You can also do sns.violinplot(trace.get_values('x_coeff', combine=True))
Alright, I'll try out the latest version!
Well, I use it mostly because I want to have similar X axis scale, for example, if I want to compare the posterior distributions of two variables visually, I can't do it on traceplot, as they are all centered on their mean, I guess, but with this kind of violin plot, I can see the distributions with similar scale and if there are large differences - see them straight away. I usually check the traceplot too, but I found that having similar scale makes me personally a little more comfortable at exploring :)
Makes sense!
On Wed, Jun 17, 2015 at 12:22 AM, Dmitry Smirnov notifications@github.com wrote:
Alright, I'll try out the latest version!

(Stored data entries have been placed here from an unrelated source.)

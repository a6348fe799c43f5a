//! Template-based insight selection
//!
//! A small fixed set of message templates. Each template renders only when
//! every fact it quotes is present in the [`InsightInput`]; a
//! [`SelectionStrategy`] picks one of the templates that rendered. The
//! strategy decides which message appears, never the numbers in it.

use rand::rngs::StdRng;
use rand::{Rng, SeedableRng};
use serde::{Deserialize, Serialize};

use super::types::{Audience, InsightInput};

/// Fixed insight message templates
#[derive(Debug, Clone, Copy, PartialEq, Eq, Hash, Serialize, Deserialize)]
#[serde(rename_all = "snake_case")]
pub enum InsightTemplate {
    TopCategory,
    DailyAverage,
    AverageTransaction,
    WeekOverWeek,
    MonthOverMonth,
    CategorySpread,
    HouseholdTotal,
}

impl InsightTemplate {
    pub const ALL: [InsightTemplate; 7] = [
        InsightTemplate::TopCategory,
        InsightTemplate::DailyAverage,
        InsightTemplate::AverageTransaction,
        InsightTemplate::WeekOverWeek,
        InsightTemplate::MonthOverMonth,
        InsightTemplate::CategorySpread,
        InsightTemplate::HouseholdTotal,
    ];

    pub fn as_str(&self) -> &'static str {
        match self {
            InsightTemplate::TopCategory => "top_category",
            InsightTemplate::DailyAverage => "daily_average",
            InsightTemplate::AverageTransaction => "average_transaction",
            InsightTemplate::WeekOverWeek => "week_over_week",
            InsightTemplate::MonthOverMonth => "month_over_month",
            InsightTemplate::CategorySpread => "category_spread",
            InsightTemplate::HouseholdTotal => "household_total",
        }
    }

    /// Render against `input`, or `None` if a needed fact is missing
    pub fn render(&self, input: &InsightInput) -> Option<String> {
        if input.is_empty() {
            return None;
        }
        let period = input.period.as_str();
        match self {
            InsightTemplate::TopCategory => {
                let top = input.categories.first()?;
                Some(format!(
                    "{} is your biggest category this {} at {} ({:.1}% of spending).",
                    top.name, period, top.amount, top.percentage
                ))
            }
            InsightTemplate::DailyAverage => Some(format!(
                "You're averaging {} per day this {}.",
                input.average_daily, period
            )),
            InsightTemplate::AverageTransaction => Some(format!(
                "Your average purchase is {} across {} transactions.",
                input.average_transaction, input.transaction_count
            )),
            InsightTemplate::WeekOverWeek => {
                let change = input.week_over_week_change()?;
                Some(format!(
                    "Spending is {} {:.1}% compared with the previous week.",
                    direction(change),
                    change.abs()
                ))
            }
            InsightTemplate::MonthOverMonth => {
                let change = input.month_over_month_change()?;
                Some(format!(
                    "Spending is {} {:.1}% compared with last month.",
                    direction(change),
                    change.abs()
                ))
            }
            InsightTemplate::CategorySpread => {
                if input.categories.len() < 2 {
                    return None;
                }
                Some(format!(
                    "Your spending this {} is spread across {} categories.",
                    period,
                    input.categories.len()
                ))
            }
            InsightTemplate::HouseholdTotal => {
                if input.audience != Audience::Household {
                    return None;
                }
                Some(format!(
                    "Together you've spent {} this {}.",
                    input.total, period
                ))
            }
        }
    }
}

fn direction(change: f64) -> &'static str {
    if change >= 0.0 {
        "up"
    } else {
        "down"
    }
}

/// A rendered template
#[derive(Debug, Clone, PartialEq, Eq, Serialize, Deserialize)]
pub struct Insight {
    pub template: InsightTemplate,
    pub message: String,
}

/// Every template that renders for `input`, in declaration order
pub fn eligible_insights(input: &InsightInput) -> Vec<Insight> {
    InsightTemplate::ALL
        .iter()
        .filter_map(|template| {
            template.render(input).map(|message| Insight {
                template: *template,
                message,
            })
        })
        .collect()
}

/// Chooses one of `count` eligible templates
pub trait SelectionStrategy: Send {
    /// Return an index in `0..count`; only called with `count > 0`
    fn choose(&mut self, count: usize) -> usize;
}

/// Pseudo-random choice from a seeded generator
///
/// The same seed yields the same sequence of choices.
pub struct SeededStrategy {
    rng: StdRng,
}

impl SeededStrategy {
    pub fn new(seed: u64) -> Self {
        Self {
            rng: StdRng::seed_from_u64(seed),
        }
    }

    /// Seeded from OS entropy (non-reproducible)
    pub fn from_entropy() -> Self {
        Self {
            rng: StdRng::from_entropy(),
        }
    }
}

impl SelectionStrategy for SeededStrategy {
    fn choose(&mut self, count: usize) -> usize {
        self.rng.gen_range(0..count)
    }
}

/// Always picks index `n` (modulo the eligible count)
#[derive(Debug, Clone, Copy, Default)]
pub struct FixedStrategy(pub usize);

impl SelectionStrategy for FixedStrategy {
    fn choose(&mut self, count: usize) -> usize {
        self.0 % count
    }
}

/// Picks a single insight for an input
pub fn select_insight(input: &InsightInput, strategy: &mut dyn SelectionStrategy) -> Option<Insight> {
    let mut eligible = eligible_insights(input);
    if eligible.is_empty() {
        return None;
    }
    let index = strategy.choose(eligible.len()).min(eligible.len() - 1);
    tracing::debug!(
        eligible = eligible.len(),
        template = eligible[index].template.as_str(),
        "Selected insight template"
    );
    Some(eligible.swap_remove(index))
}

#[cfg(test)]
mod tests {
    use super::*;
    use crate::insights::types::InsightWindow;
    use crate::models::{Money, TimePeriod};
    use crate::registry::{builtin_categories, CategoryRegistry};
    use crate::test_utils::expense_on;
    use chrono::NaiveDate;

    fn date(y: i32, m: u32, d: u32) -> NaiveDate {
        NaiveDate::from_ymd_opt(y, m, d).unwrap()
    }

    fn sample_input(audience: Audience) -> InsightInput {
        let registry = CategoryRegistry::from_specs(&builtin_categories());
        let expenses = vec![
            expense_on(date(2025, 2, 3), 3000, Some("Groceries")),
            expense_on(date(2025, 2, 11), 1000, Some("Travel")),
            expense_on(date(2025, 1, 5), 8000, Some("Travel")),
        ];
        InsightInput::from_expenses(
            &expenses,
            &registry,
            TimePeriod::Month,
            date(2025, 2, 12),
            audience,
            InsightWindow::default(),
        )
    }

    #[test]
    fn test_all_templates_eligible_with_full_input() {
        let eligible = eligible_insights(&sample_input(Audience::Household));
        assert_eq!(eligible.len(), InsightTemplate::ALL.len());
    }

    #[test]
    fn test_household_template_needs_household() {
        let eligible = eligible_insights(&sample_input(Audience::Individual));
        assert!(eligible
            .iter()
            .all(|i| i.template != InsightTemplate::HouseholdTotal));
    }

    #[test]
    fn test_empty_input_has_no_insights() {
        let mut input = sample_input(Audience::Individual);
        input.transaction_count = 0;
        assert!(eligible_insights(&input).is_empty());
        assert!(select_insight(&input, &mut FixedStrategy(0)).is_none());
    }

    #[test]
    fn test_numbers_come_from_input() {
        let input = sample_input(Audience::Individual);
        let top = InsightTemplate::TopCategory.render(&input).unwrap();
        assert_eq!(
            top,
            "Groceries is your biggest category this month at $30.00 (75.0% of spending)."
        );
        let avg = InsightTemplate::AverageTransaction.render(&input).unwrap();
        assert_eq!(avg, "Your average purchase is $20.00 across 2 transactions.");
        let mom = InsightTemplate::MonthOverMonth.render(&input).unwrap();
        assert_eq!(mom, "Spending is down 50.0% compared with last month.");
        assert_eq!(input.total, Money::from_cents(4000));
    }

    #[test]
    fn test_fixed_strategy_wraps() {
        let input = sample_input(Audience::Individual);
        let count = eligible_insights(&input).len();
        let first = select_insight(&input, &mut FixedStrategy(0)).unwrap();
        let wrapped = select_insight(&input, &mut FixedStrategy(count)).unwrap();
        assert_eq!(first, wrapped);
        assert_eq!(first.template, InsightTemplate::TopCategory);
    }

    #[test]
    fn test_same_seed_same_message() {
        let input = sample_input(Audience::Household);
        let a: Vec<Insight> = {
            let mut strategy = SeededStrategy::new(42);
            (0..5)
                .filter_map(|_| select_insight(&input, &mut strategy))
                .collect()
        };
        let b: Vec<Insight> = {
            let mut strategy = SeededStrategy::new(42);
            (0..5)
                .filter_map(|_| select_insight(&input, &mut strategy))
                .collect()
        };
        assert_eq!(a, b);
    }
}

Well, I use it mostly because I want to have similar X axis scale, for example, if I want to compare the posterior distributions of two variables visually, I can't do it on traceplot, as they are all centered on their mean, I guess, but with this kind of violin plot, I can see the distributions with similar scale and if there are large differences - see them straight away. I usually check the traceplot too, but I found that having similar scale makes me personally a little more comfortable at exploring :)

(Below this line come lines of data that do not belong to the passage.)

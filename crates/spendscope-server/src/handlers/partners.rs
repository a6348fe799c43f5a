//! Partner linking handlers
//!
//! Linking is mutual and invite-based: the invitee accepts an invite
//! addressed to their email, after which both users see the household view.

use std::sync::Arc;

use axum::{
    extract::{Path, Query, State},
    Json,
};
use serde::Deserialize;
use uuid::Uuid;

use super::UserQuery;
use crate::{AppError, AppState, MessageResponse};
use spendscope_core::models::{InviteList, PartnerInvite, PartnerStatus};

/// Request body for inviting a partner
#[derive(Debug, Deserialize)]
pub struct InviteRequest {
    pub email: String,
}

/// POST /api/partners/invite - Invite someone by email
pub async fn send_invite(
    State(state): State<Arc<AppState>>,
    Query(user): Query<UserQuery>,
    Json(req): Json<InviteRequest>,
) -> Result<Json<PartnerInvite>, AppError> {
    if req.email.trim().is_empty() {
        return Err(AppError::bad_request("Email is required"));
    }
    Ok(Json(state.store.send_invite(user.user_id, &req.email)?))
}

/// GET /api/partners/invites - Pending invites I sent and received
pub async fn list_invites(
    State(state): State<Arc<AppState>>,
    Query(user): Query<UserQuery>,
) -> Result<Json<InviteList>, AppError> {
    Ok(Json(state.store.list_invites(user.user_id)?))
}

/// POST /api/partners/invites/:id/accept - Accept an invite addressed to me
pub async fn accept_invite(
    State(state): State<Arc<AppState>>,
    Path(id): Path<Uuid>,
    Query(user): Query<UserQuery>,
) -> Result<Json<PartnerStatus>, AppError> {
    let partner = state.store.accept_invite(user.user_id, id)?;
    Ok(Json(PartnerStatus {
        has_partner: true,
        partner: Some(partner),
    }))
}

/// POST /api/partners/invites/:id/decline - Decline an invite addressed to me
pub async fn decline_invite(
    State(state): State<Arc<AppState>>,
    Path(id): Path<Uuid>,
    Query(user): Query<UserQuery>,
) -> Result<Json<MessageResponse>, AppError> {
    state.store.decline_invite(user.user_id, id)?;
    Ok(MessageResponse::new("Invite declined"))
}

/// DELETE /api/partners/unlink - Remove the partner link (expenses are kept)
pub async fn unlink_partner(
    State(state): State<Arc<AppState>>,
    Query(user): Query<UserQuery>,
) -> Result<Json<MessageResponse>, AppError> {
    state.store.unlink_partner(user.user_id)?;
    Ok(MessageResponse::new("Partner unlinked successfully"))
}

/// GET /api/partners/status - Whether I have a partner, and who
pub async fn partner_status(
    State(state): State<Arc<AppState>>,
    Query(user): Query<UserQuery>,
) -> Result<Json<PartnerStatus>, AppError> {
    Ok(Json(state.store.partner_status(user.user_id)?))
}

— Reply to this email directly or view it on GitHub https://github.com/pymc-devs/pymc3/issues/752#issuecomment-112690109.

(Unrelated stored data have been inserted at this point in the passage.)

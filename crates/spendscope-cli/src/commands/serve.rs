//! Server command implementation

use anyhow::Result;
use spendscope_server::ServerConfig;

use super::Session;

pub async fn cmd_serve(session: Session, host: &str, port: u16) -> Result<()> {
    println!("🚀 Starting spendscope web server...");
    println!("   Listening: http://{}:{}", host, port);
    match session.config.source {
        Some(ref path) => println!("   Config: {}", path.display()),
        None => println!("   Config: built-in defaults"),
    }

    let server = ServerConfig::from_env();
    if !server.allowed_origins.is_empty() {
        println!("   CORS origins: {}", server.allowed_origins.join(", "));
    }
    println!();

    spendscope_server::serve(session.store, session.config, host, port, server).await
}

Cool, now with the latest version this issue is gone and model computes successfully! Thank you very much!
I was trying to mimic the example with radon and households with my own data. I'm only starting to learn pymc3, so maybe my error is related to clueless model specification, so I will happily appreciate any suggestions! What I try, is to take a chunk of data which corresponds to time series from 21 individuals, each 1015 time points long. I'm trying to specify a hierarchical model, so that each individual coefficient in regression will be tied to some group mean and variance.
However, when I try to run it, I get following error: _pickle.PicklingError: Can't pickle <function interval_transform..interval_real at 0x2b7475ec1f28>: attribute lookup interval_real on pymc3.distributions.transforms failed
I'm having a hunch that my problem is related with the way I supply inputs, but I'm clueless about the way to dig out the reasons for this error. I would appreciate any suggestions. Thank you!